Abstract

This work aims at active domain adaptation to transfer knowledge from a fully-labeled source domain to an entirely unlabeled target domain. During the active learning period, some pixels in the target domain are selected and annotated as active labels through several selection rounds. Such active labels can improve the target domain model performance greatly. However, existing approaches solely rely on pseudo labels, highly-confident classifier predictions on target images, to train the initial target domain model, resulting in a sub-optimal solution for model training. This initial model will be used for active label selection.
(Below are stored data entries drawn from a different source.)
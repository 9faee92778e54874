//! Irradiance calibration from a reference lamp.
//!
//! A lamp file lists `wavelength irradiance` pairs, one per line, usually at
//! coarse steps and preceded by a free-form header. The lamp output is
//! interpolated onto the head's output grid and divided by a calibration
//! scan taken under that lamp, giving one ratio per wavelength.

use crate::command::IrradianceCalibration;
use crate::error::{CommError, SpectroError};
use crate::geometry::WavelengthGrid;
use std::path::Path;
use tracing::debug;

/// Tabulated lamp output, sorted by wavelength.
#[derive(Debug, Clone, PartialEq)]
pub struct LampTable {
    points: Vec<(f64, f64)>,
}

impl LampTable {
    /// Parse lamp file contents. Lines that do not start with two numbers are skipped.
    pub fn parse(text: &str) -> Result<Self, SpectroError> {
        let mut points: Vec<(f64, f64)> = text
            .lines()
            .filter_map(|line| {
                let mut fields = line.split_whitespace();
                let nm = fields.next()?.parse::<f64>().ok()?;
                let irradiance = fields.next()?.parse::<f64>().ok()?;
                Some((nm, irradiance))
            })
            .collect();
        if points.len() < 2 {
            return Err(SpectroError::InvalidSetting(format!(
                "lamp file has {} data rows, need at least 2",
                points.len()
            )));
        }
        points.sort_by(|a, b| a.0.total_cmp(&b.0));
        debug!(rows = points.len(), first = points[0].0, last = points[points.len() - 1].0, "Parsed lamp table");
        Ok(Self { points })
    }

    pub fn from_file(path: impl AsRef<Path>) -> Result<Self, SpectroError> {
        let path = path.as_ref();
        let text = std::fs::read_to_string(path)
            .map_err(|e| SpectroError::InvalidSetting(format!("cannot read {}: {}", path.display(), e)))?;
        Self::parse(&text)
    }

    pub fn len(&self) -> usize {
        self.points.len()
    }

    pub fn is_empty(&self) -> bool {
        self.points.is_empty()
    }

    /// Linear interpolation. Zero outside the tabulated range.
    pub fn at(&self, nm: f64) -> f64 {
        let upper = self.points.partition_point(|&(x, _)| x < nm);
        match (upper.checked_sub(1).map(|i| self.points[i]), self.points.get(upper)) {
            (_, Some(&(x, y))) if x == nm => y,
            (Some((x0, y0)), Some(&(x1, y1))) => y0 + (y1 - y0) * (nm - x0) / (x1 - x0),
            _ => 0.0,
        }
    }

    pub fn resample(&self, grid: &WavelengthGrid) -> Vec<f64> {
        grid.iter().map(|nm| self.at(f64::from(nm))).collect()
    }
}

/// Ratios turning a calibration scan into the lamp's known output.
///
/// Wavelengths where the scan is not positive get a ratio of zero.
pub fn compute_calibration(
    lamp: &LampTable,
    grid: &WavelengthGrid,
    scan: &[f64],
    scan_integration_us: u32,
) -> Result<IrradianceCalibration, SpectroError> {
    if scan.len() != grid.len() {
        return Err(CommError::LengthMismatch {
            what: "calibration scan",
            expected: grid.len(),
            actual: scan.len(),
        }
        .into());
    }
    let ratios = lamp
        .resample(grid)
        .into_iter()
        .zip(scan)
        .map(|(lamp, &counts)| if counts > 0.0 { lamp / counts } else { 0.0 })
        .collect();
    Ok(IrradianceCalibration {
        reference_integration_us: f64::from(scan_integration_us),
        ratios,
    })
}
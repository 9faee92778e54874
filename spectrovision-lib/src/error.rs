use thiserror::Error;

/// The primary error type for the `spectrovision-lib` library.
#[derive(Error, Debug)]
pub enum SpectroError {
    #[error("No spectroradiometer connected. Is the sensor head plugged in?")]
    DeviceNotFound,

    #[error("Protocol error: {0}")]
    Protocol(String),

    #[error("Device communication error: {0}")]
    DeviceCommunication(#[from] CommError),

    /// Another transaction holds the device. Not a failure; try again later.
    #[error("Device busy: another transaction is in flight")]
    Busy,

    #[error("Invalid setting: {0}")]
    InvalidSetting(String),

    #[error("Acquisition cancelled")]
    Cancelled,
}

/// Why talking to the device failed.
#[derive(Error, Debug)]
pub enum CommError {
    #[error("USB error: {0}")]
    Usb(#[from] nusb::Error),

    #[error("USB transfer error: {0}")]
    Transfer(#[from] nusb::transfer::TransferError),

    #[error("Timeout during USB operation: {0}")]
    Timeout(#[from] tokio::time::error::Elapsed),

    #[error("Could not write to device, interface may be blocked. Please reconnect the spectroradiometer.")]
    WriteBlocked,

    #[error("Could not read from device. Try reconnecting the spectroradiometer.")]
    NoResponse,

    #[error("Corrupted scan: received {samples} samples, expected at least {minimum}")]
    CorruptedScan { samples: usize, minimum: usize },

    #[error("Serial number length mismatch: device reported {declared} bytes, sent {actual}")]
    SerialLength { declared: usize, actual: usize },

    #[error("{what} length mismatch: expected {expected}, got {actual}")]
    LengthMismatch {
        what: &'static str,
        expected: usize,
        actual: usize,
    },

    #[error("Unexpected payload for {command}: {detail}")]
    UnexpectedPayload { command: &'static str, detail: String },
}

impl SpectroError {
    /// True for the one variant that means "retry later".
    pub fn is_busy(&self) -> bool {
        matches!(self, SpectroError::Busy)
    }
}

impl From<nusb::Error> for SpectroError {
    fn from(err: nusb::Error) -> Self {
        SpectroError::DeviceCommunication(CommError::Usb(err))
    }
}

impl From<nusb::transfer::TransferError> for SpectroError {
    fn from(err: nusb::transfer::TransferError) -> Self {
        SpectroError::DeviceCommunication(CommError::Transfer(err))
    }
}

impl From<tokio::time::error::Elapsed> for SpectroError {
    fn from(err: tokio::time::error::Elapsed) -> Self {
        SpectroError::DeviceCommunication(CommError::Timeout(err))
    }
}
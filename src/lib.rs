//! A reader for USTAR archives.
//!
//! This library walks a tar archive [1] block by block and either lists the
//! names of its regular-file entries or extracts them to the filesystem,
//! optionally restricted to a set of member names. Entry bodies are streamed
//! straight from the archive; nothing is held in memory beyond one block.
//!
//! Only the POSIX ustar and old GNU header signatures are accepted, and only
//! regular files. Anything else aborts the run.
//!
//! [1]: http://en.wikipedia.org/wiki/Tar_%28computing%29
//!
//! # Examples
//!
//! ```no_run
//! use tarwalk::{Operation, Request};
//!
//! let request = Request::new(Operation::List, "foo.tar");
//! tarwalk::run(&request, std::io::stdout().lock()).unwrap();
//! ```

#![deny(missing_docs)]

use std::fs::File;
use std::io::{BufReader, Write};
use std::path::PathBuf;

pub use crate::archive::{Archive, Summary};
pub use crate::block::{blocks_for_bytes, decode_octal, padded_len, BLOCK_SIZE};
pub use crate::entry::{EntryAction, ExtractOptions};
pub use crate::entry_type::EntryType;
pub use crate::error::{Result, TarError};
pub use crate::filter::NameFilter;
pub use crate::header::Header;

mod archive;
mod block;
mod entry;
mod entry_type;
mod error;
mod filter;
mod footer;
mod header;

/// The two things a run can do with the selected entries.
#[derive(Clone, Copy, Debug, PartialEq, Eq)]
pub enum Operation {
    /// Print entry names.
    List,
    /// Write entry bodies to files named after the entries.
    Extract,
}

/// A validated request to process one archive.
#[derive(Clone, Debug)]
pub struct Request {
    /// What to do with each selected entry.
    pub operation: Operation,
    /// Path of the archive to read.
    pub archive: PathBuf,
    /// Member names to restrict the run to; empty selects every entry.
    pub names: Vec<String>,
    /// Print names of extracted entries.
    pub verbose: bool,
    /// Reject headers whose checksum does not match.
    pub verify_checksums: bool,
    /// Where and how extracted entries are written.
    pub extract: ExtractOptions,
}

impl Request {
    /// Creates a request for every entry of `archive`, with everything else
    /// left at its default.
    pub fn new<P: Into<PathBuf>>(operation: Operation, archive: P) -> Request {
        Request {
            operation,
            archive: archive.into(),
            names: Vec::new(),
            verbose: false,
            verify_checksums: false,
            extract: ExtractOptions::default(),
        }
    }
}

/// Runs `request`, writing listed (or verbosely extracted) names to `out`.
///
/// The archive file is opened for the duration of the call and closed on
/// every return path.
pub fn run<W: Write>(request: &Request, out: W) -> Result<Summary> {
    let file = File::open(&request.archive).map_err(|e| {
        TarError::io(
            format!("failed to open `{}`", request.archive.display()),
            e,
        )
    })?;

    let mut action = match request.operation {
        Operation::List => EntryAction::List { out },
        Operation::Extract => EntryAction::Extract {
            out,
            verbose: request.verbose,
            options: request.extract.clone(),
        },
    };
    let mut filter = NameFilter::new(request.names.iter().cloned());

    let mut archive = Archive::new(BufReader::new(file));
    archive.set_verify_checksums(request.verify_checksums);
    archive.walk(&mut filter, &mut action)
}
Meanwhile, previous methods use entropy-based measurement to select pixels for annotation, which fails to detect high-confidence errors in earlier selection rounds due to the absence of target information.To address these issues, we propose a prototype-guided pseudo-label generating approach that leverages the relationships between source prototypes and target features. It generates target pseudo labels based on diverse source prototypes, thereby alleviating the issue of classifier predictions. Furthermore, perturbation-based uncertainty measurement, calculating the discrepancy between the target image and the augmented one, is introduced to find the areas with unstable predictions. Extensive experiments demonstrate that our approach outperforms state-of-the-art active domain adaptation methods on two benchmarks, GTAV → Cityscapes, and SYNTHIA → Cityscapes. Comparable performance is also achieved when compared to fully-supervised methods.